Pandora’s new interim CEO, Naveen Chopra, who moved into the temporary role when ex-CEO and founder Time Westergren stepped down two days ago, is quickly in the spotlight. Chopra spoke at the 4th Annual Bernstein Future of Media Summit yesterday in New York, resetting expectations of Pandora’s competitive posture and strategy. (Chopra’s appearance was announced on June 21, before Pandora’s leadership changes. He was CFO of Pandora.)
“We believe that the primary listening experience is passive, for most people, meaning 90 percent of the time you just want to listen to music you like,” Chopra told the gathered investors. “It’s not about picking songs you like and building playlists.”
That statement is a startling push-down of Pandora Premium, which has dominated Pandora’s forward outlook for over a year. Combined with yesterday’s announcement that Pandora will discontinue operations in Australia and New Zealand, the company’s only non-U.S. adventuring, Chopra put a new lens on the company’s priorities. The new strategic focus apparently sold well to Wall Street, which sent P stock spiking upward yesterday by five percent.

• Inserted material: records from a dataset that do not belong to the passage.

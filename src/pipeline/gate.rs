//! Exclusive access to the generation/synthesis engines.
//!
//! Only one "generate → segment → synthesize" sequence may run at a time.
//! [`EngineGate`] wraps a `tokio::sync::Mutex`, which grants the lock in
//! FIFO order: later callers wait behind earlier ones and nobody is turned
//! away.  The guarded work itself runs on the blocking thread pool.

use std::sync::Arc;

use tokio::sync::{Mutex, OwnedMutexGuard};
use tokio::task::JoinError;

/// Held while an exclusive engine job runs.
pub type GateGuard = OwnedMutexGuard<()>;

/// FIFO-fair, process-wide engine lock.  Cheap to clone.
#[derive(Clone, Default)]
pub struct EngineGate {
    lock: Arc<Mutex<()>>,
}

impl EngineGate {
    pub fn new() -> Self {
        Self::default()
    }

    /// Wait for the gate, then run `job` on the blocking pool while holding it.
    pub async fn run_blocking<F, T>(&self, job: F) -> Result<T, JoinError>
    where
        F: FnOnce() -> T + Send + 'static,
        T: Send + 'static,
    {
        let guard = self.acquire().await;
        tokio::task::spawn_blocking(move || {
            let result = job();
            drop(guard);
            result
        })
        .await
    }

    /// Wait for the gate and return an owned guard.
    ///
    /// Used by streaming flows that move the guard into a blocking task, so
    /// the gate stays held until generation really ends even when the
    /// consumer goes away early.
    pub async fn acquire(&self) -> GateGuard {
        Arc::clone(&self.lock).lock_owned().await
    }

    /// `true` while some job holds the gate.  Never waits.
    pub fn is_busy(&self) -> bool {
        self.lock.try_lock().is_err()
    }
}

// ---------------------------------------------------------------------------
// Tests
// ---------------------------------------------------------------------------

#[cfg(test)]
mod tests {
    use super::*;
    use std::sync::atomic::{AtomicUsize, Ordering};
    use std::time::Duration;

    #[tokio::test(flavor = "multi_thread", worker_threads = 4)]
    async fn jobs_never_overlap() {
        let gate = EngineGate::new();
        let in_flight = Arc::new(AtomicUsize::new(0));
        let max_seen = Arc::new(AtomicUsize::new(0));

        let mut handles = Vec::new();
        for _ in 0..8 {
            let gate = gate.clone();
            let in_flight = Arc::clone(&in_flight);
            let max_seen = Arc::clone(&max_seen);
            handles.push(tokio::spawn(async move {
                gate.run_blocking(move || {
                    let now = in_flight.fetch_add(1, Ordering::SeqCst) + 1;
                    max_seen.fetch_max(now, Ordering::SeqCst);
                    std::thread::sleep(Duration::from_millis(10));
                    in_flight.fetch_sub(1, Ordering::SeqCst);
                })
                .await
                .unwrap();
            }));
        }
        for handle in handles {
            handle.await.unwrap();
        }

        assert_eq!(max_seen.load(Ordering::SeqCst), 1);
    }

    #[tokio::test]
    async fn waiting_callers_are_served_in_arrival_order() {
        let gate = EngineGate::new();
        let order = Arc::new(std::sync::Mutex::new(Vec::new()));

        let first = gate.acquire().await;
        let mut handles = Vec::new();
        for i in 0..4 {
            let gate = gate.clone();
            let order = Arc::clone(&order);
            handles.push(tokio::spawn(async move {
                let _guard = gate.acquire().await;
                order.lock().unwrap().push(i);
            }));
            // Let the task reach the lock queue before spawning the next.
            tokio::time::sleep(Duration::from_millis(5)).await;
        }
        drop(first);
        for handle in handles {
            handle.await.unwrap();
        }

        assert_eq!(*order.lock().unwrap(), vec![0, 1, 2, 3]);
    }

    #[tokio::test]
    async fn busy_flag_tracks_the_guard() {
        let gate = EngineGate::new();
        assert!(!gate.is_busy());
        let guard = gate.acquire().await;
        assert!(gate.is_busy());
        drop(guard);
        assert!(!gate.is_busy());
    }

    #[tokio::test]
    async fn job_result_is_returned() {
        let gate = EngineGate::new();
        assert_eq!(gate.run_blocking(|| 21 * 2).await.unwrap(), 42);
    }
}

Pandora’s previous strategic upheaval was marked by its acquisition of the on-demand service Rdio, salvaged from bankruptcy court and setting a collision course with Spotify and other interactive music services. For several quarters, Pandora execs emphasized the business priority of entering the on-demand space, touting low assumed customer acquisition cost of funneling radio listeners to subscriptions, and publicly stating subscriber acquisition goals for 2017.
How quickly things can change, especially when satellite radio company Sirius XM takes a 19% share of the company, and three board seats. In a shamelessly public courtship dance over the past year, Sirius sometimes complained and even derided Pandora’s emphasis on building an on-demand service and eagerness to compete with Spotify.
To be sure, Pandora Premium, the company’s recently launched subscription product, isn’t going anywhere. “Our strategy is to nail the passive listening experience and make sure we have on-demand as an option but not lose sight of our strength,” Chopra told investors yesterday. Pandora Premium “as an option” sounds more like a customer retention failsafe than a brand-leading new service with ambitious business performance goals.
Chopra got specific about the Sirius influence, and the pecking order of Pandora’s two main service options: “What Sirius sees in Pandora is a big advertising opportunity that has not been developed to its full potential. Let’s pursue on-demand as long as it’s not a drag on the ad-supported free model.” (Note those words: “As long as it’s not a drag.”)
“There are still a lot of things that Pandora and Sirius can do together to address the remaining part of the terrestrial radio market,” Chopra said.
That remark harkens back to the pre-Rdio earnings reports that focused squarely on Pandora’s nationwide ad sales force, ad-supported audience size, and revenue per thousand listening hours (RPM) which were its key performance indicators. This strategy reset, with its feeling of The more things change, the more they remain the same, aligns Pandora with its new primary ally, Sirius XM, resets Pandora as mainly a radio company, and perhaps hints at a future in which Pandora is explicitly the online arm of the Sirius XM radio empire.